Une défaite historique de la flotte française…

Porteur du titre de peintre officiel de la Marine accordé par le ministre français de la Défense, membre titulaire de l’Académie des Arts & Sciences de la Mer (Pornichet, France), le Belge Jean-Yves Delitte (°1963) est architecte-designer de formation.

Il a publié ses premières histoires en bandes dessinées dans le légendaire hebdomadaire Tintin. Par la suite, outre Les Aventures de Donnington et Les Coulisses du Pouvoir sur des scénarios de Philippe Richelle, il met en images Tanâtos avec Didier Convard, ou encore Les Brigades du Tigre avec Xavier Dorison et Fabien Nury, tout en réalisant deux tétralogies en tant qu’auteur complet : Le Neptune et Les Nouveaux Tsars.

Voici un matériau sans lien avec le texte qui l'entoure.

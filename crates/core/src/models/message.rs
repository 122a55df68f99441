use chrono::{DateTime, Utc};
use serde::{Deserialize, Serialize};
use uuid::Uuid;

use super::{BirthDate, Location, Person};
use crate::{NotifierError, NotifierResult};

/// 分发通道上的消息信封
///
/// `body` 为序列化后的 [`WorkItem`]，通道本身不理解消息体内容。
#[derive(Debug, Clone, PartialEq, Serialize, Deserialize)]
pub struct Message {
    pub id: String,
    pub body: String,
    pub timestamp: DateTime<Utc>,
    /// 已被重新投递的次数，首次投递为0
    pub retry_count: u32,
    pub correlation_id: Option<String>,
}

impl Message {
    pub fn new(body: impl Into<String>) -> Self {
        Self {
            id: Uuid::new_v4().to_string(),
            body: body.into(),
            timestamp: Utc::now(),
            retry_count: 0,
            correlation_id: None,
        }
    }

    /// 以用户快照构造待分发消息
    pub fn work_item(item: &WorkItem) -> NotifierResult<Self> {
        Ok(Self::new(item.to_body()?).with_correlation_id(item.person_id.clone()))
    }

    pub fn with_correlation_id(mut self, correlation_id: String) -> Self {
        self.correlation_id = Some(correlation_id);
        self
    }

    pub fn increment_retry(&mut self) {
        self.retry_count += 1;
    }

    pub fn is_retry_exhausted(&self, max_retries: u32) -> bool {
        self.retry_count >= max_retries
    }

    pub fn serialize(&self) -> Result<String, serde_json::Error> {
        serde_json::to_string(self)
    }

    pub fn deserialize(json: &str) -> Result<Self, serde_json::Error> {
        serde_json::from_str(json)
    }
}

/// 扫描时刻的用户快照
///
/// 快照可能已经过期，消费端只信任其中的 `person_id` 和被消费的生日时刻，
/// 其余状态以存储中的记录为准。
#[derive(Debug, Clone, PartialEq, Serialize, Deserialize)]
#[serde(rename_all = "camelCase")]
pub struct WorkItem {
    #[serde(alias = "userId")]
    pub person_id: String,
    pub first_name: String,
    pub last_name: String,
    pub birthday: BirthDate,
    #[serde(flatten)]
    pub location: Location,
    pub next_occurrence_utc: DateTime<Utc>,
    pub last_notified_year: i32,
}

impl WorkItem {
    pub fn to_body(&self) -> NotifierResult<String> {
        Ok(serde_json::to_string(self)?)
    }

    /// 解析消息体，空消息体或缺少用户ID视为格式错误
    pub fn parse(body: &str) -> NotifierResult<Self> {
        if body.trim().is_empty() {
            return Err(NotifierError::Validation("消息体为空".to_string()));
        }
        let item: WorkItem = serde_json::from_str(body)?;
        if item.person_id.trim().is_empty() {
            return Err(NotifierError::Validation("消息缺少用户ID".to_string()));
        }
        Ok(item)
    }
}

impl From<&Person> for WorkItem {
    fn from(person: &Person) -> Self {
        Self {
            person_id: person.id.clone(),
            first_name: person.first_name.clone(),
            last_name: person.last_name.clone(),
            birthday: person.birthday,
            location: person.location.clone(),
            next_occurrence_utc: person.next_occurrence_utc,
            last_notified_year: person.last_notified_year,
        }
    }
}

#[cfg(test)]
mod tests {
    use super::*;
    use chrono::TimeZone;

    fn sample_item() -> WorkItem {
        WorkItem {
            person_id: "4a4c4f1e-0000-4000-8000-000000000001".to_string(),
            first_name: "John".to_string(),
            last_name: "Doe".to_string(),
            birthday: BirthDate::parse("1990-05-15").unwrap(),
            location: Location::new("London", None, "UK"),
            next_occurrence_utc: Utc.with_ymd_and_hms(2024, 5, 15, 8, 0, 0).unwrap(),
            last_notified_year: 2023,
        }
    }

    #[test]
    fn test_work_item_message() {
        let item = sample_item();
        let message = Message::work_item(&item).unwrap();

        assert!(!message.id.is_empty());
        assert_eq!(message.retry_count, 0);
        assert_eq!(message.correlation_id.as_deref(), Some(item.person_id.as_str()));
        assert_eq!(WorkItem::parse(&message.body).unwrap(), item);
    }

    #[test]
    fn test_parse_rejects_empty_and_malformed() {
        assert!(matches!(WorkItem::parse(""), Err(NotifierError::Validation(_))));
        assert!(matches!(WorkItem::parse("   "), Err(NotifierError::Validation(_))));
        assert!(matches!(
            WorkItem::parse("{not json"),
            Err(NotifierError::Serialization(_))
        ));
        assert!(matches!(
            WorkItem::parse(r#"{"userId":"123","firstName":"John","lastName":"Doe","year":1990}"#),
            Err(NotifierError::Serialization(_))
        ));
    }

    #[test]
    fn test_parse_rejects_blank_person_id() {
        let mut item = sample_item();
        item.person_id = " ".to_string();
        let body = serde_json::to_string(&item).unwrap();
        assert!(matches!(WorkItem::parse(&body), Err(NotifierError::Validation(_))));
    }

    #[test]
    fn test_retry_exhaustion() {
        let mut message = Message::new("{}");
        assert!(!message.is_retry_exhausted(3));
        message.increment_retry();
        message.increment_retry();
        message.increment_retry();
        assert!(message.is_retry_exhausted(3));
    }
}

Il excelle aussi dans les fresques maritimes en bandes dessinées, par exemple en imaginant les aventures d’un corsaire amérindien à la fin du XVIIIsiècle avec sa série Black Crow ou en relatant l’histoire du prestigieux trois-mâts barque le Belem, celle de la majestueuse frégate Hermione ainsi que la romanesque aventure de la Bounty, tout en dressant une vision angoissante de notre futur à travers la tétralogie U-Boot.

Depuis 2017, il dirige aux Éditions Glénat à Grenoble la collection « Les grandes batailles navales », dans laquelle il a fait paraître Actium, Chesapeake, Trafalgar, Jutland, Tsushima, Lépante, La Hougue, Le Bismarck, Gravelines, Hampton Road, Gondelour, Tsushima, Stamford Bridge, Midway, Leyte, Texel, Salamine, No Ryang et Falkland.

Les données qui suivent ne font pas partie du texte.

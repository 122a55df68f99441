//! # Birthday Notifier API
//!
//! 用户资料的HTTP接口，基于Axum构建。
//!
//! ## API 端点
//!
//! - `GET /health` - 健康检查
//! - `POST /api/users` - 创建用户
//! - `GET /api/users/{id}` - 查询用户
//! - `PUT /api/users/{id}` - 更新用户（部分字段）
//! - `DELETE /api/users/{id}` - 删除用户
//!
//! 请求与响应均为camelCase JSON，`state` 可作为 `region` 的别名。
//! 成功响应统一包装为 [`response::ApiResponse`]，错误响应见 [`error::ApiError`]。

pub mod error;
pub mod handlers;
pub mod middleware;
pub mod response;
pub mod routes;

use std::sync::Arc;

use axum::Router;
use birthday_core::{Clock, PersonService};
use tower::ServiceBuilder;

use crate::middleware::{cors_layer, request_logging, trace_layer};
use crate::routes::{create_routes, AppState};

pub use error::{ApiError, ApiResult};
pub use response::ApiResponse;

/// 创建带中间件的API应用
pub fn create_app(person_service: Arc<PersonService>, clock: Arc<dyn Clock>) -> Router {
    let state = AppState {
        person_service,
        clock,
    };

    create_routes(state).layer(
        ServiceBuilder::new()
            .layer(trace_layer())
            .layer(cors_layer())
            .layer(axum::middleware::from_fn(request_logging)),
    )
}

Il vient d’y publier Les Cardinaux, un album qui fait le récit de l’une des plus cuisantes défaites de la marine de guerre française, appelée la Royale encore de nos jours.

Rappel des faits :

Au milieu du XVIIIe siècle, le Saint-Empire ne cesse plus de s’effondrer, rongé par d’incessantes guerres intestines qui se sont conclues par des traités de paix a la rédaction imparfaite. Alors, quand dans les premiers jours de l’année 1754, des soldats anglais et français se disputent aux Amériques pour quelques arpents de terre, le monde s’embrase à nouveau, et dans un triste jeu de domino infernal, la guerre de Sept Ans éclate.

En 1759, parce que le conflit s’enlise, le royaume de France de Louis XV rêve de prendre l’ascendant sur son éternel ennemi anglais.

La bataille des Cardinaux, connue sous le nom de Battle of Quiberon Bay (« la bataille de la baie de Quiberon ») par les Britanniques, a opposé les flottes française et britannique le 20 novembre 1759 et s’est déroulée dans un triangle de sept milles marins formé par les îles d’Hœdic et Dumet et par la pointe du Croisic, au large de la Bretagne.

Alors que la France s’était engagée aux côtés de l’Autriche contre la Prusse et la Grande-Bretagne, naquit un projet d’invasion de l’Angleterre destiné à concentrer sur cette dernière l’effort militaire et à mettre rapidement fin au conflit maritime et terrestre qui épuisait financièrement le royaume de Louis XV.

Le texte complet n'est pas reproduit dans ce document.